Generations of Scots have grown up with Barr’s Irn-Bru as almost a staple feature of their daily diet. To many it was truly Scotland’s other national drink.
So when Chancellor George Osborne unveiled plans for a sugar tax in his Budget earlier this month, it was immediately branded the “Irn-Bru levy” north of the Border. It prompted immediate concerns about the impact on the manufacturer AG Barr– and whether the sacred “bru” would taste any different.
The Chancellor’s intervention came after a growing body of evidence showed the culpability of sugar and it’s derivatives like fructose in the obesity epidemic so prevalent in the UK and across the developed world. This followed a generation of health advice suggesting that saturated fat was the cause of the problem. The sight of celebrity chef Jamie Oliver, a key figure in the sugar awareness campaign, yelping with delight on television at the news seemed to mark the point when the issue crossed into the mainstream.
It prompted questions over how the drinks industry would react and just a week later reports emerged of a looming court challenge. This has since been dismissed as premature, but a similar measure has already been challenged in Scandinavia. Coca-Cola went on the offensive, insisting that the Chancellor’s measure flies in the face of international evidence which, it is claimed, does little, if anything, to reduce sugar and calorie intake or obesity levels – while adding to people’s cost of living. But firms must be wary of reputational damage in blocking a measures seen to be in the wider public interest. It remains to be seen what public backlash the alcohol industry in Scotland may face if it is successful in its legal challenge to a minimum alcohol price north of the Border.
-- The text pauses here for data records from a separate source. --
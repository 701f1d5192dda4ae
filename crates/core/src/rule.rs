//! Declarative validation rules.
//!
//! A [`RuleSet`] maps field names to [`Rule`]s in insertion order. Order is
//! significant: a predicate may read fields accepted by earlier rules, and a
//! rule's `requires` list should name fields declared before it.
//!
//! ```ignore
//! let rules = RuleSet::new()
//!     .field("shortName", Rule::new(ValueKind::String).required())
//!     .field("prod", ValueKind::Bool)
//!     .field(
//!         "code",
//!         Rule::new(Validator::all([
//!             ValueKind::String.into(),
//!             Validator::value(|v| v.as_str().is_some_and(|s| s.starts_with('x'))),
//!         ]))
//!         .requires(["longName"]),
//!     );
//! ```

use std::collections::HashSet;
use std::fmt;
use std::sync::Arc;

use serde_json::{Map, Value};

use crate::error::ConfigError;

/// Signature of a predicate: the candidate value plus the fields validated so far.
pub type PredicateFn = dyn Fn(&Value, &Map<String, Value>) -> bool + Send + Sync;

/// JSON value shapes a field can be checked against.
#[derive(Debug, Copy, Clone, PartialEq, Eq)]
pub enum ValueKind {
    Bool,
    String,
    Number,
    Array,
    Object,
}

impl ValueKind {
    pub fn matches(self, value: &Value) -> bool {
        match self {
            ValueKind::Bool => value.is_boolean(),
            ValueKind::String => value.is_string(),
            ValueKind::Number => value.is_number(),
            ValueKind::Array => value.is_array(),
            ValueKind::Object => value.is_object(),
        }
    }

    pub fn describe(self) -> &'static str {
        match self {
            ValueKind::Bool => "a boolean",
            ValueKind::String => "a string",
            ValueKind::Number => "a number",
            ValueKind::Array => "an array",
            ValueKind::Object => "an object",
        }
    }
}

/// How a single value is checked.
///
/// Resolved when the rule is built, so evaluation is a plain match.
#[derive(Clone)]
pub enum Validator {
    Kind(ValueKind),
    Predicate(Arc<PredicateFn>),
    /// Every element must accept, in order; evaluation stops at the first rejection.
    Sequence(Vec<Validator>),
}

impl Validator {
    pub fn kind(kind: ValueKind) -> Self {
        Validator::Kind(kind)
    }

    /// Predicate with access to the fields validated before this one.
    pub fn predicate<F>(f: F) -> Self
    where
        F: Fn(&Value, &Map<String, Value>) -> bool + Send + Sync + 'static,
    {
        Validator::Predicate(Arc::new(f))
    }

    /// Predicate over the value alone.
    pub fn value<F>(f: F) -> Self
    where
        F: Fn(&Value) -> bool + Send + Sync + 'static,
    {
        Validator::predicate(move |v, _| f(v))
    }

    pub fn all(validators: impl IntoIterator<Item = Validator>) -> Self {
        Validator::Sequence(validators.into_iter().collect())
    }

    /// Returns `Ok(())` when `value` is accepted, otherwise the validator that rejected it.
    pub fn check(&self, value: &Value, ctx: &Map<String, Value>) -> Result<(), &Validator> {
        match self {
            Validator::Kind(kind) if kind.matches(value) => Ok(()),
            Validator::Predicate(f) if f(value, ctx) => Ok(()),
            Validator::Sequence(items) => items.iter().try_for_each(|v| v.check(value, ctx)),
            _ => Err(self),
        }
    }

    /// Human-readable expectation, used when a rule has no custom message.
    pub fn describe(&self) -> String {
        match self {
            Validator::Kind(kind) => kind.describe().to_string(),
            Validator::Predicate(_) => "valid".to_string(),
            Validator::Sequence(items) => {
                let parts: Vec<String> = items.iter().map(Validator::describe).collect();
                if parts.is_empty() {
                    "valid".to_string()
                } else {
                    parts.join(" and ")
                }
            }
        }
    }
}

impl fmt::Debug for Validator {
    fn fmt(&self, f: &mut fmt::Formatter<'_>) -> fmt::Result {
        match self {
            Validator::Kind(kind) => f.debug_tuple("Kind").field(kind).finish(),
            Validator::Predicate(_) => f.write_str("Predicate(..)"),
            Validator::Sequence(items) => f.debug_tuple("Sequence").field(items).finish(),
        }
    }
}

impl From<ValueKind> for Validator {
    fn from(kind: ValueKind) -> Self {
        Validator::Kind(kind)
    }
}

/// How one field is validated and defaulted.
#[derive(Debug, Clone)]
pub struct Rule {
    pub(crate) validator: Validator,
    pub(crate) required: bool,
    pub(crate) default: Option<Value>,
    pub(crate) requires: Vec<String>,
    pub(crate) error: Option<String>,
}

impl Rule {
    pub fn new(validator: impl Into<Validator>) -> Self {
        Self {
            validator: validator.into(),
            required: false,
            default: None,
            requires: Vec::new(),
            error: None,
        }
    }

    /// Fail with 400 when the field is absent from the input.
    pub fn required(mut self) -> Self {
        self.required = true;
        self
    }

    /// Value injected when the field is absent. Ignored for required fields.
    pub fn default_value(mut self, value: impl Into<Value>) -> Self {
        self.default = Some(value.into());
        self
    }

    /// Fields that must be present in the raw input for this field to be accepted.
    ///
    /// Checked against the input's keys, not the validated result: a listed field
    /// that was omitted fails even if its own rule would inject a default.
    pub fn requires<I, S>(mut self, fields: I) -> Self
    where
        I: IntoIterator<Item = S>,
        S: Into<String>,
    {
        self.requires = fields.into_iter().map(Into::into).collect();
        self
    }

    /// Message sent instead of the generic one when the validator rejects.
    pub fn error(mut self, message: impl Into<String>) -> Self {
        self.error = Some(message.into());
        self
    }

    pub fn validator(&self) -> &Validator {
        &self.validator
    }

    pub fn is_required(&self) -> bool {
        self.required
    }
}

impl From<Validator> for Rule {
    fn from(validator: Validator) -> Self {
        Rule::new(validator)
    }
}

impl From<ValueKind> for Rule {
    fn from(kind: ValueKind) -> Self {
        Rule::new(kind)
    }
}

/// Ordered mapping of field name to rule.
#[derive(Debug, Clone, Default)]
pub struct RuleSet {
    fields: Vec<(String, Rule)>,
}

impl RuleSet {
    pub fn new() -> Self {
        Self::default()
    }

    /// Append a field. Accepts a full [`Rule`] or a bare validator/kind.
    pub fn field(mut self, name: impl Into<String>, rule: impl Into<Rule>) -> Self {
        self.fields.push((name.into(), rule.into()));
        self
    }

    pub fn iter(&self) -> impl Iterator<Item = (&str, &Rule)> {
        self.fields.iter().map(|(name, rule)| (name.as_str(), rule))
    }

    pub fn len(&self) -> usize {
        self.fields.len()
    }

    pub fn is_empty(&self) -> bool {
        self.fields.is_empty()
    }

    /// Reject rule sets that cannot be evaluated meaningfully.
    pub fn check(&self) -> Result<(), ConfigError> {
        let mut seen = HashSet::new();
        for (name, rule) in &self.fields {
            if name.is_empty() {
                return Err(ConfigError::EmptyFieldName);
            }
            if !seen.insert(name.as_str()) {
                return Err(ConfigError::DuplicateField(name.clone()));
            }
            if rule.requires.iter().any(|dep| dep.is_empty() || dep == name) {
                return Err(ConfigError::InvalidRequires { field: name.clone() });
            }
        }
        Ok(())
    }
}

/// A check spanning several fields, run against the validated result.
#[derive(Clone)]
pub struct CrossFieldValidator {
    check: Arc<dyn Fn(&Map<String, Value>) -> bool + Send + Sync>,
    error: String,
}

impl CrossFieldValidator {
    pub fn new<F>(error: impl Into<String>, check: F) -> Self
    where
        F: Fn(&Map<String, Value>) -> bool + Send + Sync + 'static,
    {
        Self {
            check: Arc::new(check),
            error: error.into(),
        }
    }

    pub fn accepts(&self, validated: &Map<String, Value>) -> bool {
        (self.check)(validated)
    }

    pub fn error(&self) -> &str {
        &self.error
    }
}

impl fmt::Debug for CrossFieldValidator {
    fn fmt(&self, f: &mut fmt::Formatter<'_>) -> fmt::Result {
        f.debug_struct("CrossFieldValidator")
            .field("error", &self.error)
            .finish_non_exhaustive()
    }
}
So it is welcome that Barr has ruled out joining the legal challenge which is under consideration.
The impact on Barr’s iconic Irn-Bru product is another matter. Chief executive Roger White made vague allusions to “ongoing product reformulation” and April 2018. But the firm does expect at least two-thirds of its drinks to be lower or no sugar, and escape the levy. This compares with 40 per cent at the moment, a welcome reduction in sugar levels.
The question that remains is whether the sugar tax will stop at sweet drinks or be extended to other products like sweets, yoghurts and breakfast cereals. Finland already has extra taxes on chocolate and ice cream introduced in 2011. Government health minister Professor Ivo Vlaev indicated this may be the direction to travel, admitting recently that the sugar tax may not cover enough ground. The problem with restricting it to just sugary drinks is that people turn to substitutes, he said.
Logically all products with excess sugar should be subject to the sugar tax. It may be that Scotland’s iconic confectionary and ice-cream brands may have to follow AG Barr in considering the sugar content of their products – it would be inconsistent if the government left them out of scope.